Layer 2: QJL Perceptual Hash Deduplication

This is the core insight. I reused the same QJL (Quantized Johnson-Lindenstrauss) hash infrastructure I built for the image cache:

Compute 256-bit perceptual hash of each frame (dhash on 16x16 grayscale)
Compress to 128-bit binary signature using a random JL projection matrix
Compute Hamming distance between consecutive frames
If distance < 12, drop the frame (near-duplicate)

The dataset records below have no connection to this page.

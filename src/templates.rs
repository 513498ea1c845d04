//! Template bank: the fixed catalog of starter sources and literal files.
//!
//! `WEBAPP_MAIN` and `API_MAIN` carry conditional markers understood by
//! [`crate::renderer`]. Every other entry is written out verbatim; the HTML
//! templates contain Jinja syntax meant for Flask and must not be rendered.

/// Single-file Hello World application, no conditional sections.
pub const HELLO_WORLD_APP: &str = r#"from flask import Flask

app = Flask(__name__)

@app.route('/')
def hello():
    return '<h1>Hello, World!</h1>'

@app.route('/about')
def about():
    return '<h1>About Page</h1>'

if __name__ == '__main__':
    app.run(debug=True)
"#;

/// `app.py` for web applications.
pub const WEBAPP_MAIN: &str = r#"from flask import Flask, render_template, request, flash, redirect, url_for
{% if has_forms %}from flask_wtf import FlaskForm
from wtforms import StringField, SubmitField
from wtforms.validators import DataRequired{% endif %}
{% if has_database %}from flask_sqlalchemy import SQLAlchemy{% endif %}
{% if has_env %}import os
from dotenv import load_dotenv

load_dotenv(){% endif %}

app = Flask(__name__)
{% if has_env %}app.config['SECRET_KEY'] = os.environ.get('SECRET_KEY') or 'dev-secret-key'
{% if has_database %}app.config['SQLALCHEMY_DATABASE_URI'] = os.environ.get('DATABASE_URL') or 'sqlite:///app.db'{% endif %}
{% else %}app.config['SECRET_KEY'] = 'your-secret-key-here'
{% if has_database %}app.config['SQLALCHEMY_DATABASE_URI'] = 'sqlite:///app.db'{% endif %}
{% endif %}

{% if has_database %}db = SQLAlchemy(app)

class User(db.Model):
    id = db.Column(db.Integer, primary_key=True)
    name = db.Column(db.String(80), unique=True, nullable=False)

    def __repr__(self):
        return f'<User {self.name}>'
{% endif %}

{% if has_forms %}class NameForm(FlaskForm):
    name = StringField('Name', validators=[DataRequired()])
    submit = SubmitField('Submit')
{% endif %}

@app.route('/')
def index():
    return render_template('index.html')

{% if has_forms %}@app.route('/form', methods=['GET', 'POST'])
def form():
    form = NameForm()
    if form.validate_on_submit():
        flash(f'Hello {form.name.data}!')
        return redirect(url_for('form'))
    return render_template('form.html', form=form)
{% endif %}

{% if has_database %}@app.route('/users')
def users():
    users = User.query.all()
    return render_template('users.html', users=users)
{% endif %}

if __name__ == '__main__':
    {% if has_database %}with app.app_context():
        db.create_all()
    {% endif %}app.run(debug=True)
"#;

/// `app.py` for REST APIs. Without a database the items live in memory.
pub const API_MAIN: &str = r#"from flask import Flask, jsonify, request
{% if has_database %}from flask_sqlalchemy import SQLAlchemy{% endif %}
{% if has_env %}import os
from dotenv import load_dotenv

load_dotenv(){% endif %}

app = Flask(__name__)
{% if has_env %}{% if has_database %}app.config['SQLALCHEMY_DATABASE_URI'] = os.environ.get('DATABASE_URL') or 'sqlite:///api.db'{% endif %}
{% else %}{% if has_database %}app.config['SQLALCHEMY_DATABASE_URI'] = 'sqlite:///api.db'{% endif %}
{% endif %}

{% if has_database %}db = SQLAlchemy(app)

class Item(db.Model):
    id = db.Column(db.Integer, primary_key=True)
    name = db.Column(db.String(80), nullable=False)
    description = db.Column(db.Text)

    def to_dict(self):
        return {
            'id': self.id,
            'name': self.name,
            'description': self.description
        }
{% endif %}

@app.route('/api/health')
def health():
    return jsonify({'status': 'ok', 'message': 'API is running'})

{% if has_database %}@app.route('/api/items', methods=['GET'])
def get_items():
    items = Item.query.all()
    return jsonify([item.to_dict() for item in items])

@app.route('/api/items', methods=['POST'])
def create_item():
    data = request.get_json()
    item = Item(name=data['name'], description=data.get('description'))
    db.session.add(item)
    db.session.commit()
    return jsonify(item.to_dict()), 201

@app.route('/api/items/<int:item_id>', methods=['GET'])
def get_item(item_id):
    item = Item.query.get_or_404(item_id)
    return jsonify(item.to_dict())
{% else %}
items = [
    {'id': 1, 'name': 'Sample Item', 'description': 'This is a sample item'}
]

@app.route('/api/items', methods=['GET'])
def get_items():
    return jsonify(items)

@app.route('/api/items', methods=['POST'])
def create_item():
    data = request.get_json()
    new_item = {
        'id': len(items) + 1,
        'name': data['name'],
        'description': data.get('description')
    }
    items.append(new_item)
    return jsonify(new_item), 201
{% endif %}

if __name__ == '__main__':
    {% if has_database %}with app.app_context():
        db.create_all()
    {% endif %}app.run(debug=True)
"#;

/// `templates/base.html`
pub const BASE_HTML: &str = r#"<!DOCTYPE html>
<html lang="ja">
<head>
    <meta charset="UTF-8">
    <meta name="viewport" content="width=device-width, initial-scale=1.0">
    <title>{% block title %}Flask App{% endblock %}</title>
    <link href="https://cdn.jsdelivr.net/npm/bootstrap@5.1.3/dist/css/bootstrap.min.css" rel="stylesheet">
</head>
<body>
    <nav class="navbar navbar-expand-lg navbar-dark bg-dark">
        <div class="container">
            <a class="navbar-brand" href="{{ url_for('index') }}">Flask App</a>
        </div>
    </nav>

    <div class="container mt-4">
        {% with messages = get_flashed_messages() %}
            {% if messages %}
                {% for message in messages %}
                    <div class="alert alert-success alert-dismissible fade show" role="alert">
                        {{ message }}
                        <button type="button" class="btn-close" data-bs-dismiss="alert"></button>
                    </div>
                {% endfor %}
            {% endif %}
        {% endwith %}

        {% block content %}{% endblock %}
    </div>

    <script src="https://cdn.jsdelivr.net/npm/bootstrap@5.1.3/dist/js/bootstrap.bundle.min.js"></script>
</body>
</html>
"#;

pub const INDEX_HTML: &str = r#"{% extends "base.html" %}

{% block title %}Home - Flask App{% endblock %}

{% block content %}
<div class="row">
    <div class="col-md-8 mx-auto">
        <div class="jumbotron bg-light p-5 rounded">
            <h1 class="display-4">Hello, Flask!</h1>
            <p class="lead">This is your new Flask application.</p>
            <hr class="my-4">
            <p>Get started by editing your templates and routes.</p>
        </div>
    </div>
</div>
{% endblock %}
"#;

/// Written only when forms are enabled.
pub const FORM_HTML: &str = r#"{% extends "base.html" %}

{% block title %}Form - Flask App{% endblock %}

{% block content %}
<div class="row">
    <div class="col-md-6 mx-auto">
        <h2>Sample Form</h2>
        <form method="POST">
            {{ form.hidden_tag() }}
            <div class="mb-3">
                {{ form.name.label(class="form-label") }}
                {{ form.name(class="form-control") }}
            </div>
            <div class="mb-3">
                {{ form.submit(class="btn btn-primary") }}
            </div>
        </form>
    </div>
</div>
{% endblock %}
"#;

/// Written only when environment variables are enabled.
pub const ENV_TEMPLATE: &str = r#"# Flask Configuration
FLASK_APP=app.py
FLASK_ENV=development
SECRET_KEY=your-secret-key-here

# Database
DATABASE_URL=sqlite:///app.db

# Other configurations
DEBUG=True
"#;

/// Standard Python and Flask ignore patterns.
pub const GITIGNORE: &str = r#"# Byte-compiled / optimized / DLL files
__pycache__/
*.py[cod]
*$py.class

# C extensions
*.so

# Distribution / packaging
.Python
build/
develop-eggs/
dist/
downloads/
eggs/
.eggs/
lib/
lib64/
parts/
sdist/
var/
wheels/
pip-wheel-metadata/
share/python-wheels/
*.egg-info/
.installed.cfg
*.egg
MANIFEST

# PyInstaller
*.manifest
*.spec

# Installer logs
pip-log.txt
pip-delete-this-directory.txt

# Unit test / coverage reports
htmlcov/
.tox/
.nox/
.coverage
.coverage.*
.cache
nosetests.xml
coverage.xml
*.cover
*.py,cover
.hypothesis/
.pytest_cache/

# Translations
*.mo
*.pot

# Django stuff:
*.log
local_settings.py
db.sqlite3
db.sqlite3-journal

# Flask stuff:
instance/
.webassets-cache

# Scrapy stuff:
.scrapy

# Sphinx documentation
docs/_build/

# PyBuilder
target/

# Jupyter Notebook
.ipynb_checkpoints

# IPython
profile_default/
ipython_config.py

# pyenv
.python-version

# pipenv
Pipfile.lock

# PEP 582
__pypackages__/

# Celery stuff
celerybeat-schedule
celerybeat.pid

# SageMath parsed files
*.sage.py

# Environments
.env
.venv
env/
venv/
ENV/
env.bak/
venv.bak/

# Spyder project settings
.spyderproject
.spyproject

# Rope project settings
.ropeproject

# mkdocs documentation
/site

# mypy
.mypy_cache/
.dmypy.json
dmypy.json

# Pyre type checker
.pyre/

# IDE
.vscode/
.idea/
*.swp
*.swo
*~

# OS
.DS_Store
.DS_Store?
._*
.Spotlight-V100
.Trashes
ehthumbs.db
Thumbs.db
"#;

DEDUP_HAMMING_THRESHOLD = 12  # tighter than cache (consecutive frames are very similar)

def deduplicate_frames(frames, hamming_threshold=DEDUP_HAMMING_THRESHOLD):
    kept = [frames[0]]
    prev_sig = _jl_compress(_image_hash(frames[0][1]))

    for timestamp, frame in frames[1:]:
        sig = _jl_compress(_image_hash(frame))
        dist = _hamming_distance(prev_sig, sig)
        if dist > hamming_threshold:
            kept.append((timestamp, frame))
            prev_sig = sig
    return kept

On a document scanning video (invoice + receipt + screenshot on screen), this collapsed 15 consecutive near-duplicate frames down to 3 unique ones.

Layer 3: Scene Change Detection

Pixel-level diff between consecutive frames (160x120 downsampled, mean absolute difference). Frames above the threshold (15.0 mean pixel diff) are kept as scene boundaries.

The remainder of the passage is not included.